Headlines, Human Rights, Latin America & the Caribbean

RIGHTS-BRAZIL: Human Rights Defenders in the Ranks of the Police

Clarinha Glock and James Allen Paranayba

RIO DE JANEIRO, Jul 28 1999 (IPS) - Many officers are shedding the repressive image that has long surrounded Brazil’s police forces, and taking on a task that has been almost exclusively the domain of non-governmental organisations (NGOs), church groups and legal experts: the defence of human rights.

The new phenomenon is largely the result of courses offered by the non-governmental Centre of Advice for Citizen Education Programmes (CAPEC) with support from the global rights watchdog Amnesty International, in agreement with the National Secretariat on Human Rights under the Justice Ministry.

CAPEC’s courses target educators, lawyers, doctors, student and community leaders, the heads of NGOs – and especially police.

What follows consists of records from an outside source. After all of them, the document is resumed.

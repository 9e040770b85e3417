//! Learner-facing endpoints: profile, library, My Vocab and contributions.

use reqwest::Method;
use serde::Serialize;
use serde_json::Value;
use vocab_core::model::{
    Contribution, LearningStatus, ListQuery, Page, Topic, TopicId, UserProfile, UserVocabulary,
    VocabId, Vocabulary,
};

use crate::client::{AuthedApi, seg};
use crate::error::ApiError;

/// `PATCH /me`; `None` fields are omitted.
#[derive(Clone, Debug, Default, PartialEq, Eq, Serialize)]
#[serde(rename_all = "camelCase")]
pub struct ProfileUpdate {
    #[serde(skip_serializing_if = "Option::is_none")]
    pub username: Option<String>,
    #[serde(skip_serializing_if = "Option::is_none")]
    pub display_name: Option<String>,
    #[serde(skip_serializing_if = "Option::is_none")]
    pub avatar_url: Option<String>,
    #[serde(skip_serializing_if = "Option::is_none")]
    pub locale: Option<String>,
    #[serde(skip_serializing_if = "Option::is_none")]
    pub time_zone: Option<String>,
    #[serde(skip_serializing_if = "Option::is_none")]
    pub daily_goal: Option<i64>,
}

/// `PATCH /me/vocab/{id}`.
#[derive(Clone, Debug, Default, PartialEq, Serialize)]
pub struct MyVocabUpdate {
    #[serde(skip_serializing_if = "Option::is_none")]
    pub status: Option<LearningStatus>,
    #[serde(skip_serializing_if = "Option::is_none")]
    pub progress: Option<f64>,
}

/// Vocabulary fields shared by contributions and admin edits.
#[derive(Clone, Debug, Default, PartialEq, Eq, Serialize)]
#[serde(rename_all = "camelCase")]
pub struct VocabDraft {
    pub term: String,
    pub definition: String,
    #[serde(skip_serializing_if = "Option::is_none")]
    pub definition_vi: Option<String>,
    pub examples: Vec<String>,
    #[serde(skip_serializing_if = "Option::is_none")]
    pub phonetic: Option<String>,
    #[serde(skip_serializing_if = "Option::is_none")]
    pub part_of_speech: Option<String>,
    pub language: String,
    pub topic_ids: Vec<TopicId>,
}

#[derive(Serialize)]
#[serde(rename_all = "camelCase")]
struct AddToMyVocab<'a> {
    vocabulary_id: &'a VocabId,
}

impl AuthedApi {
    /// # Errors
    ///
    /// Returns [`ApiError`] when the update is refused or the API is unreachable.
    pub async fn update_me(&self, update: &ProfileUpdate) -> Result<Option<UserProfile>, ApiError> {
        self.send(
            Method::PATCH,
            "/me",
            Some(update),
            "Could not update your profile.",
        )
        .await
    }

    /// # Errors
    ///
    /// Returns [`ApiError`] on any transport, status or decode failure.
    pub async fn topics(&self, query: &ListQuery) -> Result<Page<Topic>, ApiError> {
        self.get_json("/topics", &query.to_query(), "Could not load topics.")
            .await
    }

    /// Library search (`query`, `topicId`, `language`, `status` filters).
    ///
    /// # Errors
    ///
    /// Returns [`ApiError`] on any transport, status or decode failure.
    pub async fn vocab(&self, query: &ListQuery) -> Result<Page<Vocabulary>, ApiError> {
        self.get_json("/vocab", &query.to_query(), "Could not load vocabulary.")
            .await
    }

    /// # Errors
    ///
    /// Returns [`ApiError`] on any transport, status or decode failure.
    pub async fn my_vocab(&self, query: &ListQuery) -> Result<Page<UserVocabulary>, ApiError> {
        self.get_json("/me/vocab", &query.to_query(), "Could not load My Vocab.")
            .await
    }

    /// # Errors
    ///
    /// Returns [`ApiError`] when the word cannot be added.
    pub async fn add_to_my_vocab(
        &self,
        vocabulary_id: &VocabId,
    ) -> Result<Option<UserVocabulary>, ApiError> {
        self.send(
            Method::POST,
            "/me/vocab",
            Some(&AddToMyVocab { vocabulary_id }),
            "Could not add the word to your list.",
        )
        .await
    }

    /// # Errors
    ///
    /// Returns [`ApiError`] when the entry cannot be updated.
    pub async fn update_my_vocab(
        &self,
        vocabulary_id: &VocabId,
        update: &MyVocabUpdate,
    ) -> Result<Option<UserVocabulary>, ApiError> {
        self.send(
            Method::PATCH,
            &format!("/me/vocab/{}", seg(vocabulary_id.as_str())),
            Some(update),
            "Could not update vocabulary progress.",
        )
        .await
    }

    /// # Errors
    ///
    /// Returns [`ApiError`] when the entry cannot be removed.
    pub async fn remove_from_my_vocab(&self, vocabulary_id: &VocabId) -> Result<(), ApiError> {
        self.send_empty::<Value>(
            Method::DELETE,
            &format!("/me/vocab/{}", seg(vocabulary_id.as_str())),
            "Could not remove the word from your list.",
        )
        .await?;
        Ok(())
    }

    /// # Errors
    ///
    /// Returns [`ApiError`] on any transport, status or decode failure.
    pub async fn my_contributions(&self, query: &ListQuery) -> Result<Page<Contribution>, ApiError> {
        self.get_json(
            "/me/vocab/contributions",
            &query.to_query(),
            "Could not load your contributions.",
        )
        .await
    }

    /// # Errors
    ///
    /// Returns [`ApiError`] when the contribution is refused.
    pub async fn create_contribution(
        &self,
        draft: &VocabDraft,
    ) -> Result<Option<Contribution>, ApiError> {
        self.send(
            Method::POST,
            "/vocab/contributions",
            Some(draft),
            "Could not submit the word.",
        )
        .await
    }
}

#[cfg(test)]
mod tests {
    use super::*;
    use serde_json::json;

    #[test]
    fn profile_update_omits_missing_fields() {
        let update = ProfileUpdate {
            display_name: Some("Lan".into()),
            daily_goal: Some(5),
            ..ProfileUpdate::default()
        };
        assert_eq!(
            serde_json::to_value(&update).unwrap(),
            json!({"displayName": "Lan", "dailyGoal": 5})
        );
    }

    #[test]
    fn draft_serializes_camel_case() {
        let draft = VocabDraft {
            term: "cat".into(),
            definition: "a pet".into(),
            language: "en".into(),
            topic_ids: vec![TopicId::new("t1")],
            ..VocabDraft::default()
        };
        let value = serde_json::to_value(&draft).unwrap();
        assert_eq!(value["topicIds"], json!(["t1"]));
        assert!(value.get("definitionVi").is_none());
        assert_eq!(value["examples"], json!([]));
    }
}
//! Shared error types for the services crate.

use thiserror::Error;

use api::ApiError;
use vocab_core::question::FillMissingError;

/// Errors emitted by the practice runner.
#[derive(Debug, Error)]
#[non_exhaustive]
pub enum PracticeError {
    #[error("This question has already been answered.")]
    AlreadyAnswered,
    #[error("Enter or choose an answer first.")]
    EmptyAnswer,
    #[error("Fill in every missing character.")]
    IncompleteFill(#[from] FillMissingError),
    #[error("This session has no questions.")]
    NoItems,
    #[error("question {0} is not part of this session")]
    UnknownItem(String),
    #[error("An answer is already being submitted.")]
    InFlight,
    #[error("This session is no longer active.")]
    NotActive,
    #[error("the API did not return a session")]
    MissingSession,
    #[error(transparent)]
    Api(#[from] ApiError),
}

impl PracticeError {
    /// Whether the browser should be sent to the login page.
    #[must_use]
    pub fn is_auth_failure(&self) -> bool {
        matches!(self, PracticeError::Api(err) if err.is_auth_failure())
    }
}

/// Errors emitted while reading an import CSV.
#[derive(Debug, Error, Clone, PartialEq, Eq)]
#[non_exhaustive]
pub enum ImportError {
    #[error("Please choose a .csv file.")]
    NotCsv,
    #[error("The CSV file is empty.")]
    Empty,
    #[error("The CSV file is not valid UTF-8.")]
    Encoding,
    #[error("Missing required columns: {}", .0.join(", "))]
    MissingColumns(Vec<String>),
}

/// Errors emitted while normalising submitted forms.
#[derive(Debug, Error, Clone, PartialEq, Eq)]
#[non_exhaustive]
pub enum FormError {
    #[error("{0} is required.")]
    Required(&'static str),
    #[error("{field} must be a number.")]
    NotANumber { field: &'static str },
    #[error("Unknown value for {field}: {value}")]
    Invalid { field: &'static str, value: String },
}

In 1996, the first year the agreement with the National Secretariat on Human Rights went into effect, 1,108 people took the courses offered by CAPEC. That number had grown to 5,729 by last year, reported Patricia Audi, coordinator of the National Human Rights Programme.

In Amapa, an Amazon jungle state in the extreme north of Brazil, 50 percent of all police officers have undergone the training, “including military, traffic and community-based police, as well as fire fighters,” said Audi.

But the courses, now implemented in eight of Brazil’s 26 states, actually have a much greater reach, as those who receive the training are prepared for educating others, said Ricardo Balestrelli, an attorney who headed the Brazilian branch of Amnesty International for four years and is now honorary chairman.

It is a new thing in the developing world “for so many police to take on the role of curbing violence and educating the population,” he stressed.

The phenomenon is growing fast. In the southern state of Parana, the Institute for Defence of Human Rights, an NGO associated with the project, has already trained thousands of people, said Balestrelli.

And in the southern state of Rio Grando do Sul, where CAPEC is based and where it began its work, an estimated 60 percent of the Civil Police have taken the courses.

In several state capitals, such as Macapa in the north and Aracaju in the northeast, violence in the toughest neighbourhoods has been significantly curtailed, mainly due to the new “interactive” mentality of police officers, who are now assigned to a specific community, said Balestrelli.

CAPEC has developed an effective “persuasive language,” which consists of stimulating police to “promote, and not just respect, human rights,” he explained.

The basic argument is that fully assuming the fight against human rights violations is more effective than taking a defensive stance of simply responding to denunciations of police organisations whose members have been implicated in cases of torture, murders and massacres.

After decades of reports of abuses and outrages, one of the big challenges faced by Brazil’s security forces today is the recuperation of credibility and building a positive public image.

Carlos Alberto Sperotto, head of human rights instruction at the Civil Police Academy of Rio Grande do Sul, acknowledged the difficulties in ushering human rights into the barracks and police stations.

A law passed in Rio Grande do Sul in 1986 made human rights instruction mandatory in the training of police officers in the state. Although resistance has not vanished, the advances are clearly visible. “Respect for citizens who go to police stations has improved 80 percent,” according to Sperotto.

The idea that human rights only serve to protect criminals was the biggest obstacle, and a source of great friction between activists and police, he pointed out.

The positive results have led authorities in Rio Grande do Sul to extend the human rights courses to the military police, through projects carried out in conjunction with other institutions.

CAPEC’s human rights courses are divided into three sections of several months each, alternated with periods in which the concepts are put into practice under the supervision of local NGOs – a total of 30 are involved countrywide – associated with the project.

Besides the results at a national level, the programme has also drawn international attention, and is serving as a model for similar projects being developed in Africa and Asia by the Dutch and Norwegian branches of Amnesty International, said Balestrelli.